:: Data extract

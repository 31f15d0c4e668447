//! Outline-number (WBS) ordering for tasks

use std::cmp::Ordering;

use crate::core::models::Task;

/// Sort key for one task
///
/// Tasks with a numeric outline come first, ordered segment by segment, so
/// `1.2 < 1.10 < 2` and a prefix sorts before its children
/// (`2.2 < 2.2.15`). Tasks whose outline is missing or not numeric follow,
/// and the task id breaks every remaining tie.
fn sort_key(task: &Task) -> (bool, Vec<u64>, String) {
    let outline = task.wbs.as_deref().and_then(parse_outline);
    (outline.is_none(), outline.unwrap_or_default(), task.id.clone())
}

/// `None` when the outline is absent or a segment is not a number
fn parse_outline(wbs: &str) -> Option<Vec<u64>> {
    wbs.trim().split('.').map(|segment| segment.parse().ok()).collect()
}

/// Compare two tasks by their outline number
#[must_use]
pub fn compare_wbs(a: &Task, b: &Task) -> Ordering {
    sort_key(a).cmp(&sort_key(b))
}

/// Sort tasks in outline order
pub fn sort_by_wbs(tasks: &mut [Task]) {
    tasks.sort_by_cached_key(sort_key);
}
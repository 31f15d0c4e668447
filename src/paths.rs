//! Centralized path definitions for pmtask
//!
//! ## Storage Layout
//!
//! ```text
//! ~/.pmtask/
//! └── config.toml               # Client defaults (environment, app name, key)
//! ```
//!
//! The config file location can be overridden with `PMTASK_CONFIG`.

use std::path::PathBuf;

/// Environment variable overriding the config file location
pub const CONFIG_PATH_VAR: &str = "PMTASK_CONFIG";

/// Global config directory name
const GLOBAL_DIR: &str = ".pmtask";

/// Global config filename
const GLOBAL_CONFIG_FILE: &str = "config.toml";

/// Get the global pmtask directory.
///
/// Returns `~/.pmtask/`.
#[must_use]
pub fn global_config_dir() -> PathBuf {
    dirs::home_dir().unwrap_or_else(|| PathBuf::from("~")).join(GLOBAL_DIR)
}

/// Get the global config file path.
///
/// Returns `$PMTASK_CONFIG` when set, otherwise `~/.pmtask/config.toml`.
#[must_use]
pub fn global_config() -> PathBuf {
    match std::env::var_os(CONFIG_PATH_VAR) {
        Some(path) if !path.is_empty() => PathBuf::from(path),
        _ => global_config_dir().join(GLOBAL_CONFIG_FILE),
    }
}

::::

Required work
How many lines of the entries above include the word "from"? Reply with the number alone.

Reply to the task
2